Berikut ini aku sebutkan hukum-hukum tersebut secara ringkas:
- Nabi Shallallaahu ‘alaihi wa sallam berkurban dengan dua ekor domba jantan [1] yang di sembelihnya setelah shalat Ied.
Beliau Shallallaahu ‘alaihi wa sallam mengabarkan:
مَنْ ذَبَحَ قَبْلَ الصَلاَةَ فَلَيْسَ مِنَ النُّسُكِ فِي شَيءٍ، وَإِنَّمَا هُوَ لَحْمٌ قَدْ مَهُ لأَهْلِهِ
“Siapa yang menyembelih sebelum shalat maka tidaklah termasuk qurban sedikitpun, akan tetapi hanyalah daging sembelihan biasa yang di berikan untuk keluarganya.” [HR. Bukhari (5560) dan Muslim (1961) dan Al-Bara’ bin azib]
2. Beliau Shallallaahu ‘alaihi wa sallam memerintahkan kepada para sahabatnya agar mereka menyembelih jadza’ dari domba, dan tsaniyya dari yang selain domba.
Mujasyi bin Mas’ud Radhiyallaahu ‘anhu mengabarkan bahwa Nabi Shallallaahu ‘alaihi wa sallam bersabda:
إِنَّ الْجَدَعَ مِنَ الضَّأنِ يُوْفِي مِمَّا يُوْفِي مِنْهُ الثَنِيُّ مِنَ الْمَعْزِ
“Sesungguhnya jadza’ dari domba memenuhi apa yang memenuhi tsaniyya dari kambing.” [Shahihul Jami’” (1592), lihat ”Silsilah Al-Ahadits Adl-Dlaifah” (1/87-95)]
3. Boleh mengakhirkan penyembelihan pada hari kedua dan ketiga setelah Idul Adha.
Sebagaimana hadits yang telah tsabit dari Nabi Shallallaahu ‘alaihi wa sallam, beliau bersabda:
كُلُّ أَيَّامِ التَّشْرِيْقِ ذَبَحٌ
“Setiap hari Tasyriq ada sembelihan.”
Berkata Ibnul Qayyim Rahimahullah: “Ini adalah madzhabnya Ahmad, Malik dan Abu Hanifah semoga Allah merahmati mereka semua. Berkata Ahmad : Ini merupakan pendapatnya lebih dari satu sahabat Muhammad Shallallaahu ‘alaihi wa sallam. Al-Atsram menyebutkannya dari Ibnu Umar dan Ibnu Abbas Radhiyallaahu ‘anhum.” [Zadul Ma’ad (2/319)]

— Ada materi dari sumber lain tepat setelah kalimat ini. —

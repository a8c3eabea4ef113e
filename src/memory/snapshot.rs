//! 持久化记录
//!
//! 每个会话两份记录：会话快照（游标位置、轮次、令牌序号）与记忆日志（全部 Entry）。
//! 两者都带版本号，读取时不匹配即视为损坏。

use serde::{Deserialize, Serialize};

use crate::memory::Entry;

pub const SNAPSHOT_VERSION: u32 = 1;
pub const MEMORY_LOG_VERSION: u32 = 1;

/// 会话快照
#[derive(Debug, Clone, PartialEq, Eq, Serialize, Deserialize)]
pub struct SessionSnapshot {
    pub version: u32,
    pub session_id: String,
    pub flow_id: String,
    pub current_state_id: String,
    /// 记忆日志在存储中的键
    pub memory_ref: String,
    #[serde(default)]
    pub turn_count: u64,
    /// 已分配的最后一个工具令牌序号
    #[serde(default)]
    pub token_seq: u64,
}

/// 记忆日志
#[derive(Debug, Clone, PartialEq, Serialize, Deserialize)]
pub struct MemoryLog {
    pub version: u32,
    pub session_id: String,
    /// 已分配的最后一个 sequence_no（rollback 不回退）
    #[serde(default)]
    pub last_seq: u64,
    pub entries: Vec<Entry>,
}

4. Termasuk petunjuk Nabi Shallallaahu ‘alaihi wa sallam bagi orang yang ingin menyembelih qurban agar tidak mengambil rambut dan kulitnya walau sedikit, bila telah masuk hari pertama dari sepuluh hari yang awal bulan Dzulhijjah. Telah pasti larangan yang demikian itu. [Telah lewat takhrijnya pada halaman 66, lihat ‘Nailul Authar” (5/200-203)
Berkata An-Nawawi dalam Syarhu Muslim (13/138-39): “Yang di maksud dengan larangan mengambil kuku dan rambut adalah larangan menghilangkan kuku dengan gunting kuku, atau memecahkannya, atau yang selainnya. Dan larangan menghilangkan rambut dengan mencukur, memotong, mencabut, membakar atau menghilangkannya dengan obat tertentu [4] atau selainnya. Sama saja apakah itu rambut ketiak, kumis, rambut kemaluan, rambut kepala dan selainnya dari rambut-rambut yang berada di tubuhnya”.
Berkata Ibnu Qudamah dalam Al-Mughni (11/96): “Kalau ia terlanjur mengerjakannya maka hendaklah mohon ampunan pada Allah Ta’ala dan tidak ada tebusan karenanya berdasarkan ijma, sama saja apakah ia melakukannya secara sengaja atau karena lupa.”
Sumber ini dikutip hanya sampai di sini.